THE TASK: Your answer must be the records below, reproduced exactly.

Saved entries:
━━━━━━━━

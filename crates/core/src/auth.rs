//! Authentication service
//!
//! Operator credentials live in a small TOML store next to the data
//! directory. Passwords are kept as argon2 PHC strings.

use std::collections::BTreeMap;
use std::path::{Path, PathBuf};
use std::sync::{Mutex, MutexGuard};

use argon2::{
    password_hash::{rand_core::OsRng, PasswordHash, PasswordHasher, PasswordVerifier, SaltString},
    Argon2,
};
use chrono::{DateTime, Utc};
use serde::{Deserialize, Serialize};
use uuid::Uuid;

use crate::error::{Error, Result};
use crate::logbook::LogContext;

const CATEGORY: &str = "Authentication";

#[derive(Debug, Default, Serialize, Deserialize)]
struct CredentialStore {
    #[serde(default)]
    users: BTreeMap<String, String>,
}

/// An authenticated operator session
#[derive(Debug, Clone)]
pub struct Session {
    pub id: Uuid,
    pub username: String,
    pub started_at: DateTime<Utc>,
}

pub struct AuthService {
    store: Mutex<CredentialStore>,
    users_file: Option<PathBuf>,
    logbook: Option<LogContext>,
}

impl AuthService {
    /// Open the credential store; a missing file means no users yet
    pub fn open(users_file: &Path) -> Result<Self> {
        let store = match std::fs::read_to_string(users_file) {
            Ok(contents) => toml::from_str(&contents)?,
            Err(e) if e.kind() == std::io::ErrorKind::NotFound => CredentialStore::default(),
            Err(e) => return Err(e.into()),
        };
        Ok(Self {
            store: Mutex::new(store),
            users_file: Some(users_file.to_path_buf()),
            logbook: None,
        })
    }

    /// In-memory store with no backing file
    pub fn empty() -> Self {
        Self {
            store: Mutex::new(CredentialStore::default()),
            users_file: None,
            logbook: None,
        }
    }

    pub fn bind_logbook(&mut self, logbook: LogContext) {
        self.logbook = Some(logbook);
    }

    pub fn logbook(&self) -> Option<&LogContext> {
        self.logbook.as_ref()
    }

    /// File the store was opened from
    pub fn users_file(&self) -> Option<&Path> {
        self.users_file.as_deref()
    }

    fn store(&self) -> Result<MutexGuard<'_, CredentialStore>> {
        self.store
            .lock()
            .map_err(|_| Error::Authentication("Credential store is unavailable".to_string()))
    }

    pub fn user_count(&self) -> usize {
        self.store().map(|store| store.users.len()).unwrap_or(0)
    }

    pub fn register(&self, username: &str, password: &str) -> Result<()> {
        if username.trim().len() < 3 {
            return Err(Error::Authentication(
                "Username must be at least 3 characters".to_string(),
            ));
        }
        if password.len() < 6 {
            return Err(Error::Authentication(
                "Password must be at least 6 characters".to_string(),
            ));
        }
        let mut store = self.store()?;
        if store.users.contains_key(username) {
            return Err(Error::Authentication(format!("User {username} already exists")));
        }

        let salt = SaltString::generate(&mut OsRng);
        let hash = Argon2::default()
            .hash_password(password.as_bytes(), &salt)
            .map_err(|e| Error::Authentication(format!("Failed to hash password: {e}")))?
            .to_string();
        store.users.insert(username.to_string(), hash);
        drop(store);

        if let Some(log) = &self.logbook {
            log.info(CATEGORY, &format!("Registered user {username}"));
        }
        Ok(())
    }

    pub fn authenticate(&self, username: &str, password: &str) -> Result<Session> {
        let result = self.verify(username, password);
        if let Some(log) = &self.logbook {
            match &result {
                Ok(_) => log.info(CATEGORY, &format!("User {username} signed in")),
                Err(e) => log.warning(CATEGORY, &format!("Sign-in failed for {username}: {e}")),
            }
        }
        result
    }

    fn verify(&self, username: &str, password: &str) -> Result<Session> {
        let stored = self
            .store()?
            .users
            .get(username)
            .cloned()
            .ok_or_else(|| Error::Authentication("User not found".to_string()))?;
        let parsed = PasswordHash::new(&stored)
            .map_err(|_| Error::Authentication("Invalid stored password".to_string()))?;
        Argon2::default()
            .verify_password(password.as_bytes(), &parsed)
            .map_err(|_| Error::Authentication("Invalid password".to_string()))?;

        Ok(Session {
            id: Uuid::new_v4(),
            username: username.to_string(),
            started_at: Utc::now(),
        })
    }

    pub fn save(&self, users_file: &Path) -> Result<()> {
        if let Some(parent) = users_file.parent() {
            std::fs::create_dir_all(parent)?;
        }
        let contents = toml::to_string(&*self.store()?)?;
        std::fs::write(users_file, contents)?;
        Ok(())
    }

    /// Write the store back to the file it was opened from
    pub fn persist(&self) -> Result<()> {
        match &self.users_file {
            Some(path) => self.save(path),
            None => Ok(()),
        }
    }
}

━━━━━━━━

ANSWER TO THE PROBLEM:
filename crates/core/src/auth.rs
//! Authentication service
//!
//! Operator credentials live in a small TOML store next to the data
//! directory. Passwords are kept as argon2 PHC strings.

use std::collections::BTreeMap;
use std::path::{Path, PathBuf};
use std::sync::{Mutex, MutexGuard};

use argon2::{
    password_hash::{rand_core::OsRng, PasswordHash, PasswordHasher, PasswordVerifier, SaltString},
    Argon2,
};
use chrono::{DateTime, Utc};
use serde::{Deserialize, Serialize};
use uuid::Uuid;

use crate::error::{Error, Result};
use crate::logbook::LogContext;

const CATEGORY: &str = "Authentication";

#[derive(Debug, Default, Serialize, Deserialize)]
struct CredentialStore {
    #[serde(default)]
    users: BTreeMap<String, String>,
}

/// An authenticated operator session
#[derive(Debug, Clone)]
pub struct Session {
    pub id: Uuid,
    pub username: String,
    pub started_at: DateTime<Utc>,
}

pub struct AuthService {
    store: Mutex<CredentialStore>,
    users_file: Option<PathBuf>,
    logbook: Option<LogContext>,
}

impl AuthService {
    /// Open the credential store; a missing file means no users yet
    pub fn open(users_file: &Path) -> Result<Self> {
        let store = match std::fs::read_to_string(users_file) {
            Ok(contents) => toml::from_str(&contents)?,
            Err(e) if e.kind() == std::io::ErrorKind::NotFound => CredentialStore::default(),
            Err(e) => return Err(e.into()),
        };
        Ok(Self {
            store: Mutex::new(store),
            users_file: Some(users_file.to_path_buf()),
            logbook: None,
        })
    }

    /// In-memory store with no backing file
    pub fn empty() -> Self {
        Self {
            store: Mutex::new(CredentialStore::default()),
            users_file: None,
            logbook: None,
        }
    }

    pub fn bind_logbook(&mut self, logbook: LogContext) {
        self.logbook = Some(logbook);
    }

    pub fn logbook(&self) -> Option<&LogContext> {
        self.logbook.as_ref()
    }

    /// File the store was opened from
    pub fn users_file(&self) -> Option<&Path> {
        self.users_file.as_deref()
    }

    fn store(&self) -> Result<MutexGuard<'_, CredentialStore>> {
        self.store
            .lock()
            .map_err(|_| Error::Authentication("Credential store is unavailable".to_string()))
    }

    pub fn user_count(&self) -> usize {
        self.store().map(|store| store.users.len()).unwrap_or(0)
    }

    pub fn register(&self, username: &str, password: &str) -> Result<()> {
        if username.trim().len() < 3 {
            return Err(Error::Authentication(
                "Username must be at least 3 characters".to_string(),
            ));
        }
        if password.len() < 6 {
            return Err(Error::Authentication(
                "Password must be at least 6 characters".to_string(),
            ));
        }
        let mut store = self.store()?;
        if store.users.contains_key(username) {
            return Err(Error::Authentication(format!("User {username} already exists")));
        }

        let salt = SaltString::generate(&mut OsRng);
        let hash = Argon2::default()
            .hash_password(password.as_bytes(), &salt)
            .map_err(|e| Error::Authentication(format!("Failed to hash password: {e}")))?
            .to_string();
        store.users.insert(username.to_string(), hash);
        drop(store);

        if let Some(log) = &self.logbook {
            log.info(CATEGORY, &format!("Registered user {username}"));
        }
        Ok(())
    }

    pub fn authenticate(&self, username: &str, password: &str) -> Result<Session> {
        let result = self.verify(username, password);
        if let Some(log) = &self.logbook {
            match &result {
                Ok(_) => log.info(CATEGORY, &format!("User {username} signed in")),
                Err(e) => log.warning(CATEGORY, &format!("Sign-in failed for {username}: {e}")),
            }
        }
        result
    }

    fn verify(&self, username: &str, password: &str) -> Result<Session> {
        let stored = self
            .store()?
            .users
            .get(username)
            .cloned()
            .ok_or_else(|| Error::Authentication("User not found".to_string()))?;
        let parsed = PasswordHash::new(&stored)
            .map_err(|_| Error::Authentication("Invalid stored password".to_string()))?;
        Argon2::default()
            .verify_password(password.as_bytes(), &parsed)
            .map_err(|_| Error::Authentication("Invalid password".to_string()))?;

        Ok(Session {
            id: Uuid::new_v4(),
            username: username.to_string(),
            started_at: Utc::now(),
        })
    }

    pub fn save(&self, users_file: &Path) -> Result<()> {
        if let Some(parent) = users_file.parent() {
            std::fs::create_dir_all(parent)?;
        }
        let contents = toml::to_string(&*self.store()?)?;
        std::fs::write(users_file, contents)?;
        Ok(())
    }

    /// Write the store back to the file it was opened from
    pub fn persist(&self) -> Result<()> {
        match &self.users_file {
            Some(path) => self.save(path),
            None => Ok(()),
        }
    }
}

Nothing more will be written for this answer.